Erica I have bi polar, and anxiety, and I was under a psychotherapist while I was diagnosed so it helped me alot to get through the first few months.
You were fortunate to be under an appropriate psychotherapist at the time you were diagnosed, although it must have been an extra difficult and anxious time for you. I hope this community forum will also prove supportive for you. There is no pressure on you at all to do this but at some point you might wish to write a post and see if others also had other issues to cope with at diagnosis. Take care and thanks for being so honest.
Hi Erica. My childhood was abusive,and this is what they think caused my BP and anxiety. I’d had a therapist for yrs,after it got really bad. October 2015 i found a breast lump quite by accident,went to gp i was referred for an ultrasound scan,later that week i had an asthma check with my own gp whom i asked a second opinion he said it was probably hormonal imbalance changes and said he wouldn’t bother going,i told my husband he said no your going,thank god i did. I was sent to the breast clinic for a mammogram and they said they were clear and to come back in January, i had a core biopsy, pathologist didnt like what he saw i had it taken out and in feb 2016 i was officially diagnosed with mcl stage 4,its in different parts of my body. My therapist Sarah was amazing she even let my husband come to one session as he was finding it harder than me. I kinda knew way back in jan 16 it wasn’t something good,id sort of sorted it in my mind. I finished therapy about 3 mths ago,i miss it,i miss Sarah but i feel this is the next chapter of my life,im stronger than i have ever been,the only worry i have is my consultant has said chemo and stem cell will effect my medication im on,and hes concerned about that,determination wins through. If anyone ever wants to ask me anything about anything im always here.
Thank you so much for being so honest, I think that is why it will help so many others relate to it. It sounds as if your consultant is looking at you holistically, which is wonderful. I can really understand that you miss Sarah, she sounds brilliant. I agree determination wins through, but I really find it hard admitting I need help, childhood messages again. Thanks so much for offering to answer questions and you can always ask them as well.

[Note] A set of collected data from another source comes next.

// Copyright © 2025 rustmailer.com
// Licensed under RustMailer License Agreement v1.0
// Unauthorized copying, modification, or distribution is prohibited.

use chrono::Utc;
use poem_openapi::Object;
use serde::{Deserialize, Serialize};
use tracing::info;

use crate::{
    modules::{
        attribute::{AttributeValue, Item, ItemExt},
        context::MailboxContext,
        coordinator::WriteBatch,
        database::{schema::*, Condition, TransactItem, Update},
        envelope::text::GenerateText,
        error::{code::ErrorCode, MailboxResult},
        format::{clean_addresses, format_date_time, generate_draft_id, is_draft_id, EmailType},
        hook::{
            events::{EventAction, MailboxEvent},
            notify_best_effort,
        },
        message::{load_email, send::send_email},
    },
    raise_error,
};

/// Editable fields of a draft.
#[derive(Clone, Debug, Default, Eq, PartialEq, Deserialize, Serialize, Object)]
#[serde(rename_all = "camelCase")]
#[oai(rename_all = "camelCase")]
pub struct EmailInput {
    #[oai(default)]
    #[serde(default)]
    pub subject: String,
    #[oai(default)]
    #[serde(default)]
    pub from: Vec<String>,
    #[oai(default)]
    #[serde(default)]
    pub to: Vec<String>,
    #[oai(default)]
    #[serde(default)]
    pub cc: Vec<String>,
    #[oai(default)]
    #[serde(default)]
    pub bcc: Vec<String>,
    #[oai(default)]
    #[serde(default)]
    pub reply_to: Vec<String>,
    #[oai(default)]
    #[serde(default)]
    pub text: String,
    #[oai(default)]
    #[serde(default)]
    pub html: String,
    /// Whether to derive the text body from the HTML body (default `auto`).
    pub generate_text: Option<GenerateText>,
    /// Email this draft replies to. Only honoured on creation.
    #[serde(rename = "replyEmailID")]
    #[oai(rename = "replyEmailID")]
    pub reply_email_id: Option<String>,
    /// Send right after storing the draft.
    pub send: Option<bool>,
}

/// Outcome of `POST /emails` and `PUT /emails/{id}`.
#[derive(Clone, Debug, Default, Eq, PartialEq, Deserialize, Serialize, Object)]
#[serde(rename_all = "camelCase")]
#[oai(rename_all = "camelCase")]
pub struct DraftResult {
    /// The draft ID, or the sent ID when the draft was sent.
    #[serde(rename = "messageID")]
    #[oai(rename = "messageID")]
    pub message_id: String,
    pub sent: bool,
}

impl EmailInput {
    /// The attributes a save rewrites, with partition keys moved to `now`.
    fn editable_attributes(&self) -> Vec<(&'static str, AttributeValue)> {
        let now = Utc::now();
        let generate = self.generate_text.unwrap_or_default();
        vec![
            (
                TYPE_YEAR_MONTH,
                EmailType::Draft.type_year_month(&now).into(),
            ),
            (DATE_TIME, format_date_time(&now).into()),
            (SUBJECT, self.subject.as_str().into()),
            (FROM, AttributeValue::string_list(clean_addresses(&self.from, false))),
            (TO, AttributeValue::string_list(clean_addresses(&self.to, false))),
            (CC, AttributeValue::string_list(clean_addresses(&self.cc, false))),
            (BCC, AttributeValue::string_list(clean_addresses(&self.bcc, false))),
            (
                REPLY_TO,
                AttributeValue::string_list(clean_addresses(&self.reply_to, false)),
            ),
            (TEXT, generate.apply(&self.text, &self.html).into()),
            (HTML, self.html.as_str().into()),
        ]
    }
}

/// `References` of a reply to `replied`: its own references followed by its Message-ID.
fn reply_references(replied: &Item) -> String {
    [
        replied.get_s(REFERENCES).unwrap_or_default(),
        replied.get_s(ORIGINAL_MESSAGE_ID).unwrap_or_default(),
    ]
    .iter()
    .flat_map(|s| s.split_whitespace())
    .collect::<Vec<_>>()
    .join(" ")
}

/// `POST /emails`: stores a new draft, optionally as a reply, and sends it on request.
pub async fn create_email(ctx: &MailboxContext, input: &EmailInput) -> MailboxResult<DraftResult> {
    let message_id = generate_draft_id();
    let mut item = Item::new();
    item.insert(MESSAGE_ID.into(), message_id.as_str().into());
    for (name, value) in input.editable_attributes() {
        item.insert(name.into(), value);
    }

    let mut batch = WriteBatch::new();
    if let Some(reply_email_id) = input
        .reply_email_id
        .as_deref()
        .map(str::trim)
        .filter(|id| !id.is_empty())
    {
        let replied = load_email(ctx, reply_email_id).await?;
        let in_reply_to = replied.get_string(ORIGINAL_MESSAGE_ID);
        if !in_reply_to.is_empty() {
            item.insert(IN_REPLY_TO.into(), in_reply_to.into());
        }
        let references = reply_references(&replied);
        if !references.is_empty() {
            item.insert(REFERENCES.into(), references.into());
        }
        if let Some(thread_id) = replied.get_s(THREAD_ID) {
            item.insert(THREAD_ID.into(), thread_id.into());
            take_draft_slot(ctx, &mut batch, thread_id, &message_id).await?;
        }
    }
    batch.push(TransactItem::put(
        item,
        Some(Condition::not_exists(MESSAGE_ID)),
    ));
    batch.commit(ctx.store.as_ref()).await?;
    info!("Created draft {}", message_id);
    notify_best_effort(
        ctx.notifier.as_ref(),
        MailboxEvent::email(EventAction::Created, &message_id),
    )
    .await;

    finish(ctx, message_id, input.send.unwrap_or(false)).await
}

/// Points the `DraftID` slot of `thread_id` at `draft_id`. A reply-draft that
/// held the slot before is detached from the thread and kept as a plain draft.
async fn take_draft_slot(
    ctx: &MailboxContext,
    batch: &mut WriteBatch,
    thread_id: &str,
    draft_id: &str,
) -> MailboxResult<()> {
    let previous = match ctx.store.get_item(thread_id).await {
        Ok(thread) => thread.get_s(DRAFT_ID).map(str::to_string),
        Err(e) if e.is(ErrorCode::NotFound) => None,
        Err(e) => return Err(e),
    };
    let slot = match previous.as_deref() {
        Some(previous) => Condition::equals(DRAFT_ID, previous),
        None => Condition::not_exists(DRAFT_ID),
    };
    batch.push(TransactItem::update(
        thread_id,
        Update::new().set(DRAFT_ID, draft_id),
        Some(Condition::exists(MESSAGE_ID).and(slot)),
    ));

    let Some(previous) = previous else {
        return Ok(());
    };
    match ctx.store.get_item(&previous).await {
        Ok(draft) if draft.get_s(THREAD_ID) == Some(thread_id) => {
            info!(
                "Draft {} replaces {} as the reply-draft of thread {}",
                draft_id, previous, thread_id
            );
            batch.push(TransactItem::update(
                previous.as_str(),
                Update::new().remove(THREAD_ID),
                Some(Condition::equals(THREAD_ID, thread_id)),
            ));
        }
        Ok(_) => {}
        Err(e) if e.is(ErrorCode::NotFound) => {}
        Err(e) => return Err(e),
    }
    Ok(())
}

/// `PUT /emails/{id}`: replaces the editable fields of a draft.
pub async fn save_email(
    ctx: &MailboxContext,
    message_id: &str,
    input: &EmailInput,
) -> MailboxResult<DraftResult> {
    if !is_draft_id(message_id) {
        return Err(raise_error!(
            format!("email '{}' is not a draft", message_id),
            ErrorCode::EmailIsNotDraft
        ));
    }
    let update = input
        .editable_attributes()
        .into_iter()
        .fold(Update::new(), |update, (name, value)| update.set(name, value));
    let condition =
        Condition::exists(MESSAGE_ID).and(Condition::begins_with(TYPE_YEAR_MONTH, EmailType::Draft.prefix()));
    match ctx.store.update_item(message_id, update, Some(condition)).await {
        Ok(_) => {}
        Err(e) if e.is(ErrorCode::ConditionalCheckFailed) => {
            // missing rows surface as NotFound
            load_email(ctx, message_id).await?;
            return Err(raise_error!(
                format!("email '{}' is not a draft", message_id),
                ErrorCode::EmailIsNotDraft
            ));
        }
        Err(e) => return Err(e),
    }
    info!("Saved draft {}", message_id);
    notify_best_effort(
        ctx.notifier.as_ref(),
        MailboxEvent::email(EventAction::Saved, message_id),
    )
    .await;

    finish(ctx, message_id.to_string(), input.send.unwrap_or(false)).await
}

async fn finish(ctx: &MailboxContext, message_id: String, send: bool) -> MailboxResult<DraftResult> {
    if !send {
        return Ok(DraftResult {
            message_id,
            sent: false,
        });
    }
    let result = send_email(ctx, &message_id).await?;
    Ok(DraftResult {
        message_id: result.message_id,
        sent: true,
    })
}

Hi All. I always knew I needed counselling (or something) following my diagnosis. It was hard to share things with family and friends They wasn’t sure what to say, if it would help or if it would make me worse. Because of this I don’t always think their responses were honest and I wasn’t honest for the same reasons. Initially I saw it as a weakness - that ‘pull yourself together’ attitude. I spoke to a counsellor I had seen previously for something unrelated and this helped but we both agreed I needed something more specialised! I asked for a referral to a counsellor through the hospital and this has been so helpful. I found out about this through the McMillan Cancer Centre at the hospital which has so many useful booklets and information about workshops and support groups. I think you have to be really honest for it to help and that’s difficult. But they understand. She is specialised in working with cancer and trauma. I have talked about all those fears and anxieties that I felt were a weakness, she has given honest responses and really made me move on a little bit after each visit. It’s not right for everybody but for me it’s been invaluable X
Hi Nichola, thanks for your post, yes, I agree that admitting you need and going for counselling are definitely strengths. You also made a good point that sometimes you need specialist counselling with the right counsellor for you. Also counselling isn’t for everyone. I have also found McMillan Cancer Centres very helpful for information, support and leaflets.